DIRECTIONS FOR THIS TASK
Range to output from the entries below: the line containing "for (i, c) in" through the line containing "if idx[i] == idx[j]". Set it down exactly, ends included, nothing else.

------ INPUT ------

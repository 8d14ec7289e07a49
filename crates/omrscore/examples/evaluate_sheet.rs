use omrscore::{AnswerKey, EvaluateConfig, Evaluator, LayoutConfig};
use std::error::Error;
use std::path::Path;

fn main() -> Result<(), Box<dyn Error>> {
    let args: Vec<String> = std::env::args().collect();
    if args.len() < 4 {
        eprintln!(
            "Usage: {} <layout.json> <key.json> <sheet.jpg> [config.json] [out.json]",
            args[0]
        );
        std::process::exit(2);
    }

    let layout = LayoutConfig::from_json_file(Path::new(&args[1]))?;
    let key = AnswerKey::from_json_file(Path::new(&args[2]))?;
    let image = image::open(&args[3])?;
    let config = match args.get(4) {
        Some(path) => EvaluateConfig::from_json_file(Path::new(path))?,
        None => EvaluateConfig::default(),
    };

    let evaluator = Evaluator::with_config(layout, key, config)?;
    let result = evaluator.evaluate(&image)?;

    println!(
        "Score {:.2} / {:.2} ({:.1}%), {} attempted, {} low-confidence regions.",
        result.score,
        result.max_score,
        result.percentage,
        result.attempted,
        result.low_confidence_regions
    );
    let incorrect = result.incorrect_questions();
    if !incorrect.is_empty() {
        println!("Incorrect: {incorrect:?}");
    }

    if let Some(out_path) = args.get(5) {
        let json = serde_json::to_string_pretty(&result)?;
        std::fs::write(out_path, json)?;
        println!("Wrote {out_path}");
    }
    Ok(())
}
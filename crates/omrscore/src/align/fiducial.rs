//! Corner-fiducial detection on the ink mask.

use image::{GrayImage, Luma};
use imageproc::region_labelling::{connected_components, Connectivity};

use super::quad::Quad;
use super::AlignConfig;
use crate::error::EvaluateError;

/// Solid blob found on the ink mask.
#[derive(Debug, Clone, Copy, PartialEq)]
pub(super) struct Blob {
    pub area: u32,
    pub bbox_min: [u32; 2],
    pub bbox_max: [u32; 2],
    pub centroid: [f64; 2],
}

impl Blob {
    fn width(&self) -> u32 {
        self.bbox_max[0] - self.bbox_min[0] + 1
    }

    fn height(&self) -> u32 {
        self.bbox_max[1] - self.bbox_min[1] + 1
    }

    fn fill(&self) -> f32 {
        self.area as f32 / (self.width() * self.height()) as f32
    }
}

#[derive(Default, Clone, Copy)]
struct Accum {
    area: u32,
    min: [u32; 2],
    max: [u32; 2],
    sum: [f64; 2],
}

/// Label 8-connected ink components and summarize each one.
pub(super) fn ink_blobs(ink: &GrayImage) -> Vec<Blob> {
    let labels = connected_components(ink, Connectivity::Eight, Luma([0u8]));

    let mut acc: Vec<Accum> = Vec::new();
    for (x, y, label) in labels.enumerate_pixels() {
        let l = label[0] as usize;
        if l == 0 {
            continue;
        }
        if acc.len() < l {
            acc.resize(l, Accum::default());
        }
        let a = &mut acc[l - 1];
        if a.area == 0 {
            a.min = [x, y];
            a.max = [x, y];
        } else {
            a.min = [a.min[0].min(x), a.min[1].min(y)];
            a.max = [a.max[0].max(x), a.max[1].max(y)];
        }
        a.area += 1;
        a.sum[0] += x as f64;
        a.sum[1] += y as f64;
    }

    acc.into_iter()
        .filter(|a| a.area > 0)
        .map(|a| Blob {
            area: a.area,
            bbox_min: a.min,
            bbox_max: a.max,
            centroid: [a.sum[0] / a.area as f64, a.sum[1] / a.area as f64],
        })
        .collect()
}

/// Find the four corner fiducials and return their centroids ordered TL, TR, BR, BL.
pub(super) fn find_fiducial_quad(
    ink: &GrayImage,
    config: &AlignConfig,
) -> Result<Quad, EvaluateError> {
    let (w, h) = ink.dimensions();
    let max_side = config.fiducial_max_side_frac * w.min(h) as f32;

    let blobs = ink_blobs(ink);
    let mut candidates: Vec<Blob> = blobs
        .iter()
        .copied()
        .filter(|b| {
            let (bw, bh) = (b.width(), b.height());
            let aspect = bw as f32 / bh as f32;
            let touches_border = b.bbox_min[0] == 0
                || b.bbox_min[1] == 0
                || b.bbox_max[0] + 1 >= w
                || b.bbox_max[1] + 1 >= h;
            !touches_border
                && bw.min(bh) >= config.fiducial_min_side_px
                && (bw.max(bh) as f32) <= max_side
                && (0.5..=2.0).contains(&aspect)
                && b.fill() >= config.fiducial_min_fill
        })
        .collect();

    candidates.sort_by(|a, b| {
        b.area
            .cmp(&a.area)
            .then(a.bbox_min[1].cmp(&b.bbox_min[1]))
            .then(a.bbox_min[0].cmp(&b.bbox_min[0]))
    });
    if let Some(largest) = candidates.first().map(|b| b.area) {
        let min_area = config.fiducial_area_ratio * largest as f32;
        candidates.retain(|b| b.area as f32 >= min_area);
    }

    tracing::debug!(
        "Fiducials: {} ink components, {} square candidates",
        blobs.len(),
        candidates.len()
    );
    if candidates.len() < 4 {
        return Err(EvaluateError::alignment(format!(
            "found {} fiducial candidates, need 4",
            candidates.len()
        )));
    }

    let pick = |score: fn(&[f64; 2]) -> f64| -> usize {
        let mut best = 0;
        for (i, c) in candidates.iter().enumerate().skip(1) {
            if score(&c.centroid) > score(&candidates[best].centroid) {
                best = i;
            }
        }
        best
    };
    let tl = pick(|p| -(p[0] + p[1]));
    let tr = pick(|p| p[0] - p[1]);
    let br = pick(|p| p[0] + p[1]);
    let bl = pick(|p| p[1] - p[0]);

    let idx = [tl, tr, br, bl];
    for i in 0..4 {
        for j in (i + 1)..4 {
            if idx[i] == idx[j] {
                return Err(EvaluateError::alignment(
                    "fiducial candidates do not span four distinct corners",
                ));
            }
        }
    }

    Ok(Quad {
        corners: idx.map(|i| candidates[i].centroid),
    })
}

------

RESULT OF THIS EXERCISE
        for (i, c) in candidates.iter().enumerate().skip(1) {
            if score(&c.centroid) > score(&candidates[best].centroid) {
                best = i;
            }
        }
        best
    };
    let tl = pick(|p| -(p[0] + p[1]));
    let tr = pick(|p| p[0] - p[1]);
    let br = pick(|p| p[0] + p[1]);
    let bl = pick(|p| p[1] - p[0]);

    let idx = [tl, tr, br, bl];
    for i in 0..4 {
        for j in (i + 1)..4 {
            if idx[i] == idx[j] {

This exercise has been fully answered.